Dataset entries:
________________________________________

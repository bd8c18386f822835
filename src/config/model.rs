use serde::{Deserialize, Deserializer, Serialize};
use std::collections::BTreeMap;

/// Declarative description of every service the hub manages.
///
/// All three maps are always present after loading, even when a section is
/// missing or explicitly `~` in YAML, so callers can iterate them
/// unconditionally.
#[derive(Debug, Clone, Default, PartialEq, Serialize, Deserialize)]
pub struct HubManifest {
    #[serde(default, deserialize_with = "null_as_empty")]
    pub infrastructure: BTreeMap<String, ServiceEntry>,
    #[serde(default, rename = "mcp_servers", deserialize_with = "null_as_empty")]
    pub tool_servers: BTreeMap<String, ServiceEntry>,
    #[serde(default, deserialize_with = "null_as_empty")]
    pub tools: BTreeMap<String, ServiceEntry>,
}

fn null_as_empty<'de, D>(deserializer: D) -> Result<BTreeMap<String, ServiceEntry>, D::Error>
where
    D: Deserializer<'de>,
{
    Ok(Option::<BTreeMap<String, ServiceEntry>>::deserialize(deserializer)?.unwrap_or_default())
}

#[derive(Debug, Clone, Default, PartialEq, Serialize, Deserialize)]
pub struct ServiceEntry {
    /// `None` means enabled. Only an explicit `false` disables a service.
    #[serde(default, skip_serializing_if = "Option::is_none")]
    pub enabled: Option<bool>,
    #[serde(default, skip_serializing_if = "is_zero")]
    pub port: u16,
    #[serde(default, skip_serializing_if = "Option::is_none")]
    pub command: Option<String>,
    #[serde(default, skip_serializing_if = "Option::is_none")]
    pub supergateway_command: Option<String>,
    #[serde(default, skip_serializing_if = "Option::is_none")]
    pub health_endpoint: Option<String>,
    #[serde(default, skip_serializing_if = "Option::is_none")]
    pub description: Option<String>,
    #[serde(default, skip_serializing_if = "Option::is_none")]
    pub serve_dir: Option<String>,
    #[serde(default, skip_serializing_if = "Option::is_none")]
    pub readiness_probe: Option<ReadinessProbe>,
    #[serde(default, skip_serializing_if = "Vec::is_empty")]
    pub labels: Vec<String>,
    #[serde(default, skip_serializing_if = "Vec::is_empty")]
    pub env_vars: Vec<String>,
}

fn is_zero(port: &u16) -> bool {
    *port == 0
}

fn default_probe_path() -> String {
    "/healthz".to_string()
}

fn default_initial_delay() -> u64 {
    5
}

fn default_probe_timeout() -> u64 {
    3
}

fn default_probe_period() -> u64 {
    10
}

#[derive(Debug, Clone, PartialEq, Eq, Serialize, Deserialize)]
pub struct ReadinessProbe {
    #[serde(default = "default_probe_path")]
    pub path: String,
    #[serde(default = "default_initial_delay")]
    pub initial_delay_seconds: u64,
    #[serde(default = "default_probe_timeout")]
    pub timeout_seconds: u64,
    #[serde(default = "default_probe_period")]
    pub period_seconds: u64,
}

impl Default for ReadinessProbe {
    fn default() -> Self {
        Self {
            path: default_probe_path(),
            initial_delay_seconds: default_initial_delay(),
            timeout_seconds: default_probe_timeout(),
            period_seconds: default_probe_period(),
        }
    }
}

impl ServiceEntry {
    pub fn is_enabled(&self) -> bool {
        self.enabled.unwrap_or(true)
    }

    /// The path used to health-check this service: the explicit health
    /// endpoint, else the readiness probe path.
    pub fn health_path(&self) -> Option<&str> {
        self.health_endpoint
            .as_deref()
            .or_else(|| self.readiness_probe.as_ref().map(|p| p.path.as_str()))
    }
}

/// Which manifest section an entry lives in.
#[derive(Debug, Clone, Copy, PartialEq, Eq, PartialOrd, Ord, Serialize, Deserialize)]
#[serde(rename_all = "snake_case")]
pub enum ServiceKind {
    Infrastructure,
    McpServer,
    Tool,
}

impl ServiceKind {
    pub fn as_str(&self) -> &'static str {
        match self {
            ServiceKind::Infrastructure => "infrastructure",
            ServiceKind::McpServer => "mcp_server",
            ServiceKind::Tool => "tool",
        }
    }
}

impl std::fmt::Display for ServiceKind {
    fn fmt(&self, f: &mut std::fmt::Formatter<'_>) -> std::fmt::Result {
        f.write_str(self.as_str())
    }
}

impl HubManifest {
    /// Iterate every entry across all sections, in section order.
    pub fn entries(&self) -> impl Iterator<Item = (ServiceKind, &String, &ServiceEntry)> {
        self.infrastructure
            .iter()
            .map(|(n, e)| (ServiceKind::Infrastructure, n, e))
            .chain(
                self.tool_servers
                    .iter()
                    .map(|(n, e)| (ServiceKind::McpServer, n, e)),
            )
            .chain(self.tools.iter().map(|(n, e)| (ServiceKind::Tool, n, e)))
    }

    pub fn is_empty(&self) -> bool {
        self.infrastructure.is_empty() && self.tool_servers.is_empty() && self.tools.is_empty()
    }
}

#[cfg(test)]
mod tests {
    use super::*;

    #[test]
    fn enabled_is_tri_state() {
        let mut entry = ServiceEntry::default();
        assert!(entry.is_enabled());
        entry.enabled = Some(true);
        assert!(entry.is_enabled());
        entry.enabled = Some(false);
        assert!(!entry.is_enabled());
    }

    #[test]
    fn null_sections_deserialize_as_empty() {
        let yaml = "infrastructure:\nmcp_servers: ~\n";
        let manifest: HubManifest = serde_yaml::from_str(yaml).unwrap();
        assert!(manifest.infrastructure.is_empty());
        assert!(manifest.tool_servers.is_empty());
        assert!(manifest.tools.is_empty());
    }

    #[test]
    fn readiness_probe_defaults_fill_missing_fields() {
        let yaml = "path: /health\n";
        let probe: ReadinessProbe = serde_yaml::from_str(yaml).unwrap();
        assert_eq!(probe.path, "/health");
        assert_eq!(probe.initial_delay_seconds, 5);
        assert_eq!(probe.timeout_seconds, 3);
        assert_eq!(probe.period_seconds, 10);
    }

    #[test]
    fn health_path_prefers_explicit_endpoint() {
        let entry = ServiceEntry {
            health_endpoint: Some("/health".to_string()),
            readiness_probe: Some(ReadinessProbe::default()),
            ..ServiceEntry::default()
        };
        assert_eq!(entry.health_path(), Some("/health"));

        let entry = ServiceEntry {
            readiness_probe: Some(ReadinessProbe::default()),
            ..ServiceEntry::default()
        };
        assert_eq!(entry.health_path(), Some("/healthz"));
        assert_eq!(ServiceEntry::default().health_path(), None);
    }

    #[test]
    fn entries_walks_all_sections() {
        let mut manifest = HubManifest::default();
        manifest
            .infrastructure
            .insert("gateway".into(), ServiceEntry::default());
        manifest
            .tool_servers
            .insert("memory".into(), ServiceEntry::default());
        manifest.tools.insert("inspector".into(), ServiceEntry::default());

        let kinds: Vec<_> = manifest.entries().map(|(k, n, _)| (k, n.clone())).collect();
        assert_eq!(
            kinds,
            vec![
                (ServiceKind::Infrastructure, "gateway".to_string()),
                (ServiceKind::McpServer, "memory".to_string()),
                (ServiceKind::Tool, "inspector".to_string()),
            ]
        );
    }
}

________________________________________

→ Exercise
Your answer should hold every line of the entries that contains the string "inspector".

→ Problem solution
        manifest.tools.insert("inspector".into(), ServiceEntry::default());
                (ServiceKind::Tool, "inspector".to_string()),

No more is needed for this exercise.